Sangsang menatap wajahnya, ekspresinya kosong seperti biasanya. “Bagaimana Anda akan membuktikannya?”
Ning Que melirik perutnya yang membuncit. “Bukankah ini bukti?”
Sangsang bangkit dan berjalan ke jendela. Dia melihat ke kejauhan, kata-kata meluncur dari lidahnya. “Aliran Baru telah menyebarkan iman mereka ke seluruh dunia begitu lama, sementara Taoisme secara bertahap memudar. Aku semakin lemah dan semakin lemah. Apa artinya ini?”

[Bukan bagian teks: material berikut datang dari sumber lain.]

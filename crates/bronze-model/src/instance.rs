//! Instance manifests: one landing feed and its bronze table.

use std::path::Path;

use serde::{Deserialize, Serialize};

use crate::error::{ModelError, Result};
use crate::schema::TableSchema;

const AIRPORTS_MANIFEST: &str = include_str!("../manifests/airports.toml");

/// Manifests compiled into the binary, keyed by instance name.
const BUILTIN: &[(&str, &str)] = &[("AIRPORTS", AIRPORTS_MANIFEST)];

/// Everything the pipeline needs to know about one instance.
#[derive(Debug, Clone, PartialEq, Eq, Serialize, Deserialize)]
pub struct InstanceDefinition {
    pub name: String,
    #[serde(default)]
    pub description: Option<String>,
    pub columns: TableSchema,
    /// Business-key columns feeding `HASH_KEY`, in hash order.
    pub business_keys: Vec<String>,
    /// Tracked attributes feeding `HASH_VALUE`, in hash order.
    pub attributes: Vec<String>,
}

impl InstanceDefinition {
    /// Parses and validates a TOML manifest. `origin` names the source in errors.
    pub fn from_toml_str(content: &str, origin: &str) -> Result<Self> {
        let mut definition: Self = toml::from_str(content).map_err(|source| ModelError::Toml {
            origin: origin.to_string(),
            source,
        })?;
        definition.name = definition.name.to_uppercase();
        definition.validate()?;
        Ok(definition)
    }

    /// Loads a manifest from disk.
    pub fn from_path(path: &Path) -> Result<Self> {
        let content = std::fs::read_to_string(path).map_err(|source| ModelError::Io {
            path: path.to_path_buf(),
            source,
        })?;
        Self::from_toml_str(&content, &path.display().to_string())
    }

    /// Checks that hash inputs reference declared columns.
    pub fn validate(&self) -> Result<()> {
        if self.columns.is_empty() {
            return Err(ModelError::Empty {
                instance: self.name.clone(),
                what: "columns",
            });
        }
        if self.business_keys.is_empty() {
            return Err(ModelError::Empty {
                instance: self.name.clone(),
                what: "business keys",
            });
        }
        if self.attributes.is_empty() {
            return Err(ModelError::Empty {
                instance: self.name.clone(),
                what: "attributes",
            });
        }
        for (role, names) in [
            ("business key", &self.business_keys),
            ("attribute", &self.attributes),
        ] {
            if let Some(missing) = names.iter().find(|n| !self.columns.contains(n)) {
                return Err(ModelError::UndeclaredColumn {
                    instance: self.name.clone(),
                    role,
                    column: missing.clone(),
                });
            }
        }
        Ok(())
    }
}

/// Returns the compiled-in manifest for `name` (case-insensitive).
pub fn builtin_instance(name: &str) -> Result<InstanceDefinition> {
    let upper = name.to_uppercase();
    let (_, manifest) = BUILTIN
        .iter()
        .find(|(builtin, _)| *builtin == upper)
        .ok_or(ModelError::UnknownInstance { name: upper.clone() })?;
    InstanceDefinition::from_toml_str(manifest, &format!("builtin:{upper}"))
}

pub fn builtin_instance_names() -> impl Iterator<Item = &'static str> {
    BUILTIN.iter().map(|(name, _)| *name)
}
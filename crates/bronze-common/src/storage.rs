//! Object store access rooted at a [`StorageLocation`].

use std::sync::Arc;

use bytes::Bytes;
use futures::TryStreamExt;
use object_store::path::Path;
use object_store::{ListResult, ObjectMeta, ObjectStore, PutPayload};
use tracing::debug;

use crate::error::{Result, StorageError};
use crate::location::StorageLocation;

/// An object store plus the directory it was opened for.
///
/// Relative paths passed to the methods below resolve against that directory.
#[derive(Clone)]
pub struct Storage {
    store: Arc<dyn ObjectStore>,
    root: Path,
    location: StorageLocation,
}

impl std::fmt::Debug for Storage {
    fn fmt(&self, f: &mut std::fmt::Formatter<'_>) -> std::fmt::Result {
        write!(f, "Storage<{}>", self.location)
    }
}

impl Storage {
    /// Opens the object store backing `location`.
    pub fn open(location: &StorageLocation) -> Result<Self> {
        let (store, root) = object_store::parse_url_opts(location.url(), location.options())
            .map_err(|source| StorageError::object_store("open", location, source))?;
        debug!(location = %location, root = %root, "opened storage");
        Ok(Self {
            store: Arc::from(store),
            root,
            location: location.clone(),
        })
    }

    pub fn location(&self) -> &StorageLocation {
        &self.location
    }

    pub fn root(&self) -> &Path {
        &self.root
    }

    /// Resolves a `/`-separated relative path against the root.
    pub fn qualify(&self, relative: &str) -> Path {
        Path::from(relative)
            .parts()
            .fold(self.root.clone(), |path, part| path.child(part))
    }

    /// Path of `path` relative to the root, or the full path when outside it.
    pub fn relative(&self, path: &Path) -> String {
        match path.prefix_match(&self.root) {
            Some(parts) => parts
                .map(|part| part.as_ref().to_string())
                .collect::<Vec<_>>()
                .join("/"),
            None => path.to_string(),
        }
    }

    /// Full URI of an object, e.g. `abfss://c@a.dfs.core.windows.net/landing/X/file.csv`.
    pub fn uri(&self, path: &Path) -> String {
        format!("{}{}", self.location, self.relative(path))
    }

    /// Lists one directory level: objects directly inside `dir` plus its sub-directories.
    ///
    /// A missing directory lists as empty.
    pub async fn list_dir(&self, dir: &Path) -> Result<ListResult> {
        match self.store.list_with_delimiter(Some(dir)).await {
            Ok(listing) => Ok(listing),
            Err(object_store::Error::NotFound { .. }) => Ok(ListResult {
                common_prefixes: Vec::new(),
                objects: Vec::new(),
            }),
            Err(source) => Err(StorageError::object_store("list", dir, source)),
        }
    }

    /// Recursively lists every object under `prefix`.
    pub async fn list_all(&self, prefix: &Path) -> Result<Vec<ObjectMeta>> {
        let listed: std::result::Result<Vec<ObjectMeta>, object_store::Error> =
            self.store.list(Some(prefix)).try_collect().await;
        match listed {
            Ok(objects) => Ok(objects),
            Err(object_store::Error::NotFound { .. }) => Ok(Vec::new()),
            Err(source) => Err(StorageError::object_store("list", prefix, source)),
        }
    }

    /// Returns true if at least one object exists under `prefix`.
    pub async fn has_objects(&self, prefix: &Path) -> Result<bool> {
        let mut stream = self.store.list(Some(prefix));
        match stream.try_next().await {
            Ok(first) => Ok(first.is_some()),
            Err(object_store::Error::NotFound { .. }) => Ok(false),
            Err(source) => Err(StorageError::object_store("list", prefix, source)),
        }
    }

    pub async fn get(&self, path: &Path) -> Result<Bytes> {
        let result = self
            .store
            .get(path)
            .await
            .map_err(|source| StorageError::object_store("get", path, source))?;
        result
            .bytes()
            .await
            .map_err(|source| StorageError::object_store("get", path, source))
    }

    pub async fn put(&self, path: &Path, bytes: Bytes) -> Result<()> {
        self.store
            .put(path, PutPayload::from(bytes))
            .await
            .map_err(|source| StorageError::object_store("put", path, source))?;
        Ok(())
    }

    pub async fn delete(&self, path: &Path) -> Result<()> {
        match self.store.delete(path).await {
            Ok(()) | Err(object_store::Error::NotFound { .. }) => Ok(()),
            Err(source) => Err(StorageError::object_store("delete", path, source)),
        }
    }
}

#[cfg(test)]
mod tests {
    use super::*;

    fn local_storage(dir: &std::path::Path) -> Storage {
        Storage::open(&StorageLocation::local(dir).unwrap()).unwrap()
    }

    #[tokio::test]
    async fn put_get_and_list_round_trip() {
        let dir = tempfile::tempdir().unwrap();
        let storage = local_storage(dir.path());

        let nested = storage.qualify("sub/b.csv");
        storage.put(&storage.qualify("a.csv"), Bytes::from_static(b"x")).await.unwrap();
        storage.put(&nested, Bytes::from_static(b"y")).await.unwrap();

        let listing = storage.list_dir(storage.root()).await.unwrap();
        assert_eq!(listing.objects.len(), 1);
        assert_eq!(listing.common_prefixes.len(), 1);

        let all = storage.list_all(storage.root()).await.unwrap();
        assert_eq!(all.len(), 2);

        assert_eq!(storage.get(&nested).await.unwrap(), Bytes::from_static(b"y"));
        assert_eq!(storage.relative(&nested), "sub/b.csv");
        assert!(storage.uri(&nested).ends_with("/sub/b.csv"));
    }

    #[tokio::test]
    async fn missing_prefix_has_no_objects() {
        let dir = tempfile::tempdir().unwrap();
        let storage = local_storage(dir.path());
        let prefix = storage.qualify("_delta_log");
        assert!(!storage.has_objects(&prefix).await.unwrap());
        assert!(storage.list_all(&prefix).await.unwrap().is_empty());
    }

    #[tokio::test]
    async fn delete_missing_object_is_ok() {
        let dir = tempfile::tempdir().unwrap();
        let storage = local_storage(dir.path());
        storage.delete(&storage.qualify("nothing.parquet")).await.unwrap();
    }
}
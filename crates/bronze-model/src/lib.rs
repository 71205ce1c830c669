//! Data model for the landing-to-bronze pipeline.
//!
//! Types in this crate describe *what* gets loaded: the logical column
//! types, the per-instance schema manifest (source columns, business keys,
//! tracked attributes) and the metadata columns every bronze row carries.

pub mod columns;
pub mod error;
pub mod instance;
pub mod schema;
pub mod types;

pub use columns::{
    DeliveryMode, FILE_PATH, HASH_KEY, HASH_VALUE, LOAD_TYPE, METADATA_COLUMNS,
    ORIGINAL_FILE_NAME, RECORD_ID, RSRC,
};
pub use error::{ModelError, Result};
pub use instance::{InstanceDefinition, builtin_instance, builtin_instance_names};
pub use schema::{ColumnSpec, TableSchema};
pub use types::DataType;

Ini berarti dia masih Haotian.
“Atau mungkin karena… kehamilannya?”
Ning Que mengikuti dan berdiri di belakangnya. “Wanita hamil biasanya lebih lemah, karena mereka memiliki dua kehidupan untuk dipertahankan. Apakah Anda masih ingat bibi gemuk di Kota Wei? Ketika dia hamil, dia bahkan tidak bisa mengumpulkan kekuatan untuk berteriak pada orang-orang.”
“Tapi kamu masih belum bisa membuktikannya.” Sangsang berbalik menghadapnya. “Karena itu, aku mungkin masih mati.”
Tidak ada emosi di wajahnya saat dia mengatakan ini. Itu tenang, bahkan acuh tak acuh, namun Ning Que bisa merasakan ketakutan dan kesedihan yang melumpuhkan di kedalaman matanya.
Hatinya sakit untuknya.
“Saya benar-benar … takut mati,” kata Sangsang dengan ekspresi kosong. “Sejak saya bangun di Kerajaan Ilahi, saya takut saya akan mati. Aku tidak ingin mati.” Dia mengatakannya dengan tenang, tetapi wajahnya basah oleh air mata.
Sangsang jarang meneteskan air mata. Haotian tidak pernah meneteskan air mata.
Ning Que lupa sudah berapa lama sejak terakhir kali dia melihatnya menangis, baik itu bertahun-tahun, atau dekade, atau bahkan ribuan tahun.
Dia kembali memeluknya dan berbisik, “Jangan takut. Tidak apa-apa, aku tidak akan membiarkanmu mati.”
Seperti sebelumnya, Sangsang membiarkannya memeluknya, lengannya sendiri lemas di sisinya.
Tapi kali ini, dia menyandarkan kepalanya di bahunya.
“Semua orang ingin membunuhku… tidak hanya mereka, bahkan kamu juga ingin membunuhku. Sekarang, saya rentan dan fana, jadi saya takut, saya takut bahkan Anda akan membunuh saya. ”
Wajahnya tenang, tapi dia masih menangis, kesedihan yang tak bisa dijelaskan menyempitkan tenggorokannya. Sulit untuk berbicara.
“Aku tidak akan.” Ning Que memeluknya erat-erat dan berkata, “Jika kamu benar-benar takut, maka kami tidak akan melakukannya. Kami akan kembali ke rumah lain, bukan Kota Wei, tapi Chang’an. Halaman dari Old Brush Pen Shop masih ada di sana.”
“Bagaimana dengan rumahmu?”
Ning Que menggelengkan kepalanya. “Aku sudah melupakannya sejak lama.”
Rumah adalah tempat hati berada, tempat pikiran tenang. Di mana ada ketenangan pikiran, di situ ada rumah. Sangsang adalah rumahnya.
Itu seperti saat itu, ketika dia ingin pergi ke pantai lain, tetapi dia tidak bisa kembali ke Kerajaan Ilahi. Karena pantai lain, baginya, adalah tempat dia berdiri.